Contractor, Subcontractor Fined After Worker's Fatal Fall from Water Tower
OSHA has cited two contractors responsible for the rehabilitation and painting of a municipal water tower in Epping, N.H., for alleged violations of safety standards following the Aug. 7, 2009, death of a worker who fell 90 feet from the tower.
The agency's inspection found that the deceased worker's employer, Bullins Painting Inc., the Eden, N.C., subcontractor performing the tower work, failed to provide him with fall protection. Both Bullins Painting and the project's general contractor, Utility Services Inc. of Perry, Ga., failed to inspect fall protection equipment before each use, protect vertical lifelines against cuts and abrasions, and provide a ladder cage or equivalent safeguard for tower access ladders.
"This case is a clear and grave example of the human cost incurred when required fall protection safeguards are absent, ignored, or inadequate," said Rosemarie Ohar, OSHA's New Hampshire area director. "The loss of a worker's life could have been prevented if these protective measures had been in place and in use."
OSHA identified additional safety and health hazards for Bullins employees, including improper anchorage points for the lifelines; an uninspected suspended scaffold; respirator protection deficiencies; overexposure to respirable dust, fumes and solvents; improper transfer of flammable liquids; smoking while mixing flammable liquids; electrical hazards; and failing to appropriately monitor the inside of the water tank for oxygen-deficient atmospheres before workers entered it. Both employers also were cited for recordkeeping violations.

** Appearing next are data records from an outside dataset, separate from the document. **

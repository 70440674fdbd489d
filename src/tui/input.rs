//! Single-line text input used by the board popups.

/// A text input field. `cursor` counts characters, not bytes.
#[derive(Clone, Debug, Default)]
pub struct InputField {
    pub value: String,
    pub cursor: usize,
}

impl InputField {
    pub fn new() -> Self {
        Self::default()
    }

    fn byte_offset(&self, char_idx: usize) -> usize {
        self.value
            .char_indices()
            .nth(char_idx)
            .map_or(self.value.len(), |(i, _)| i)
    }

    fn char_len(&self) -> usize {
        self.value.chars().count()
    }

    /// Insert a character at the current cursor position.
    pub fn handle_char(&mut self, c: char) {
        let at = self.byte_offset(self.cursor);
        self.value.insert(at, c);
        self.cursor += 1;
    }

    /// Delete the character before the cursor.
    pub fn handle_backspace(&mut self) {
        if self.cursor > 0 {
            let at = self.byte_offset(self.cursor - 1);
            self.value.remove(at);
            self.cursor -= 1;
        }
    }

    /// Delete the character at the cursor position.
    pub fn handle_delete(&mut self) {
        if self.cursor < self.char_len() {
            let at = self.byte_offset(self.cursor);
            self.value.remove(at);
        }
    }

    pub fn move_cursor_left(&mut self) {
        self.cursor = self.cursor.saturating_sub(1);
    }

    pub fn move_cursor_right(&mut self) {
        if self.cursor < self.char_len() {
            self.cursor += 1;
        }
    }

    /// Hand back the trimmed text and reset the field.
    pub fn take(&mut self) -> String {
        let text = self.value.trim().to_string();
        self.value.clear();
        self.cursor = 0;
        text
    }

    pub fn clear(&mut self) {
        self.value.clear();
        self.cursor = 0;
    }
}

#[cfg(test)]
mod tests {
    use super::*;

    #[test]
    fn test_editing_multibyte_text() {
        let mut input = InputField::new();
        for c in "caf\u{e9}!".chars() {
            input.handle_char(c);
        }
        input.handle_backspace();
        assert_eq!(input.value, "caf\u{e9}");
        input.move_cursor_left();
        input.handle_delete();
        assert_eq!(input.value, "caf");
        input.move_cursor_left();
        input.handle_char('l');
        assert_eq!(input.value, "calf");
    }

    #[test]
    fn test_take_trims_and_resets() {
        let mut input = InputField::new();
        for c in "  waiting on X ".chars() {
            input.handle_char(c);
        }
        assert_eq!(input.take(), "waiting on X");
        assert!(input.value.is_empty());
        assert_eq!(input.cursor, 0);
        input.move_cursor_right();
        assert_eq!(input.cursor, 0);
    }
}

All told, Bullins Painting has been issued three willful, 16 serious, and one other-than-serious citations, with $187,800 in proposed fines while Utility Services Co. was issued one willful, two serious, and three other-than-serious citations, with $93,000 in fines.
Both companies have 15 business days from receipt of their citations and proposed penalties to comply, meet with OSHA, or contest the findings before the independent Occupational Safety and Health Review Commission. The inspection was conducted by OSHA's Concord Area Office in New Hampshire.